On Sat, 2020-07-18 at 05:07 +0900, Alexey A. wrote:
> And this will turn bad quickly, as it will eventually
> include the executables/libraries that must be loaded as they are doing
> work!
> So, we don't want to get the kernel into the situation where it must
> remove executables/libraries from main memory. If that happens, you can
> end up hitting the disk for *every* function call.

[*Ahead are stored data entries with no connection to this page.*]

//! Cart consolidator
//!
//! Merges variable-priced product variants into quantity-bearing line
//! items. Line identity is the `(name, price, size)` triple; the cart never
//! holds two lines with the same identity.
//!
//! # Merge policy
//!
//! - Zero-variant add: an existing line's quantity is *summed* (+1).
//! - Variant batch add: an existing line's quantity is *replaced* by the
//!   incoming quantity, so re-saving the same selection is idempotent per
//!   triple. This asymmetry matches the capture screen's behavior and is
//!   deliberate.
//!
//! Every mutation writes a snapshot of the cart to the state store; a
//! failed snapshot write degrades persistence only, the in-memory cart
//! stays authoritative.

pub mod selector;

pub use selector::VariantSelector;

use crate::models::{LineItem, Product, SelectionEntry};
use crate::tickets::storage::StateStore;
use parking_lot::RwLock;
use rust_decimal::Decimal;

/// State key for the active-cart snapshot
const CART_KEY: &str = "productsToSend";

/// In-memory cart with a persisted write-through snapshot
pub struct Cart {
    store: StateStore,
    items: RwLock<Vec<LineItem>>,
}

impl Cart {
    /// Create an empty cart bound to the given state store
    pub fn new(store: StateStore) -> Self {
        Self {
            store,
            items: RwLock::new(Vec::new()),
        }
    }

    /// Restore the cart snapshot from the state store
    ///
    /// Missing or corrupt snapshots load as an empty cart.
    pub fn load(&self) {
        let restored: Vec<LineItem> = match self.store.get_json(CART_KEY) {
            Ok(items) => items.unwrap_or_default(),
            Err(e) => {
                tracing::warn!(error = %e, "Failed to load cart snapshot, starting empty");
                Vec::new()
            }
        };
        *self.items.write() = restored;
    }

    /// Zero-variant add: existing identity sums quantity, else append with 1
    ///
    /// Products without a base price cannot be direct-added (the caller
    /// routes those through the variant selector); the call is a no-op.
    pub fn add(&self, product: &Product) {
        let Some(price) = product.price else {
            tracing::debug!(product = %product.name, "Direct add without base price ignored");
            return;
        };

        {
            let mut items = self.items.write();
            if let Some(existing) = items
                .iter_mut()
                .find(|i| i.name == product.name && i.price == price && i.size.is_none())
            {
                existing.quantity += 1;
            } else {
                items.push(LineItem {
                    name: product.name.clone(),
                    price,
                    size: None,
                    product_id: product.id.clone(),
                    category: product.category.clone(),
                    quantity: 1,
                });
            }
        }
        self.persist();
    }

    /// Variant batch add: existing identity gets its quantity replaced
    pub fn add_selections(&self, product: &Product, selections: &[SelectionEntry]) {
        if selections.is_empty() {
            return;
        }

        {
            let mut items = self.items.write();
            for entry in selections {
                let size = Some(entry.key.size.clone());
                if let Some(existing) = items.iter_mut().find(|i| {
                    i.name == product.name && i.price == entry.key.price && i.size == size
                }) {
                    existing.quantity = entry.quantity;
                } else {
                    items.push(LineItem {
                        name: product.name.clone(),
                        price: entry.key.price,
                        size,
                        product_id: product.id.clone(),
                        category: product.category.clone(),
                        quantity: entry.quantity,
                    });
                }
            }
        }
        self.persist();
    }

    /// Change a line's quantity by `delta`, matching on (name, price)
    ///
    /// A resulting quantity below 1 removes the line. A missing identity is
    /// a no-op, never an error.
    pub fn adjust_quantity(&self, name: &str, price: Decimal, delta: i32) {
        {
            let mut items = self.items.write();
            items.retain_mut(|item| {
                if item.name != name || item.price != price {
                    return true;
                }
                let next = item.quantity as i64 + delta as i64;
                if next < 1 {
                    false
                } else {
                    item.quantity = next as u32;
                    true
                }
            });
        }
        self.persist();
    }

    /// Drop every line matching (name, price); used when a product is removed
    pub fn remove_matching(&self, name: &str, price: Decimal) {
        {
            let mut items = self.items.write();
            items.retain(|i| !(i.name == name && i.price == price));
        }
        self.persist();
    }

    /// Sum of price × quantity over all lines; the single source of truth
    /// for money display
    pub fn total_price(&self) -> Decimal {
        self.items.read().iter().map(LineItem::line_total).sum()
    }

    /// Cloned snapshot of the current lines (commit deep-copies from this)
    pub fn items(&self) -> Vec<LineItem> {
        self.items.read().clone()
    }

    pub fn is_empty(&self) -> bool {
        self.items.read().is_empty()
    }

    pub fn len(&self) -> usize {
        self.items.read().len()
    }

    /// Replace the cart contents (ticket edit restores through here)
    pub fn replace(&self, items: Vec<LineItem>) {
        *self.items.write() = items;
        self.persist();
    }

    /// Empty the cart; accompanies every successful ticket commit
    pub fn clear(&self) {
        self.items.write().clear();
        self.persist();
    }

    fn persist(&self) {
        let items = self.items.read();
        if let Err(e) = self.store.put_json(CART_KEY, &*items) {
            tracing::warn!(error = %e, "Failed to persist cart snapshot");
        }
    }
}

BTW, with prelockd[1] executables/libraries will not be removed from
memory. This daemon can mlock executables/libraries in memory.
Effects:
- OOM killer comes faster.
- Fast system reclaiming after OOM.
Interesting, I had not seen that.
I wonder how much memory that amounts to in the usual scenarios. Could
be interesting to compare this to the point where EarlyOOM or similar
would kick in.
That said, I am sure that it is really effective at preventing many
really bad thrashing scenarios.
Benjamin
This daemon was written recently, published today.
1.
https://github.com/hakavlad/prelockd
вт, 14 июл. 2020 г. в 17:19, Benjamin Berg <bberg(a)redhat.com>:
> On Mon, 2020-07-13 at 19:25 -0600, Chris Murphy wrote:
> > On Mon, Jul 13, 2020 at 12:00 PM Benjamin Berg <bberg(a)redhat.com> wrote:
> > > If MemAvailable drops below 250MiB (roughly 6GiB * 4%), then this means
> > > that we have less than 500MiB left for file caches. If we can't swap
> > > (remember, swap is already pretty full too), then a big chunk of these
> > > caches need to be dropped to make the memory available to applications.
> >
> > I regularly see impressively low MemAvailable before earlyoom does
> > SIGTERM, it's almost always swap available (amount of total that's not
> > used) that's the defining factor. Well below 100MiB. This doesn't tend
> > to last very long. Once memory is under this kind of pressure, so is
> > swap, and as swap on zram is so fast, it gets to threshold fast as
> > well.
>
> Yep, EarlyOOM doesn't apply the limit if there is swap available. That
> makes a lot of sense. When swap page is available, the kernel has the
> choice which memory to reclaim (anonymous pages, i.e. swap, or file
> backed pages, i.e. drop caches). So MemAvailable may drop much lower
> temporarily and depending on the workload.
>
> You could say that when swap is available you assume the kernel has the
> ability to keep the system running reasonably well. Once swap runs out,
> the kernel stops having a choice. It can only make room by reclaiming
> important caches. And this will turn bad quickly, as it will eventually
> include the executables/libraries that must be loaded as they are doing
> work!
>
> So, we don't want to get the kernel into the situation where it must
> remove executables/libraries from main memory. If that happens, you can
> end up hitting the disk for *every* function call.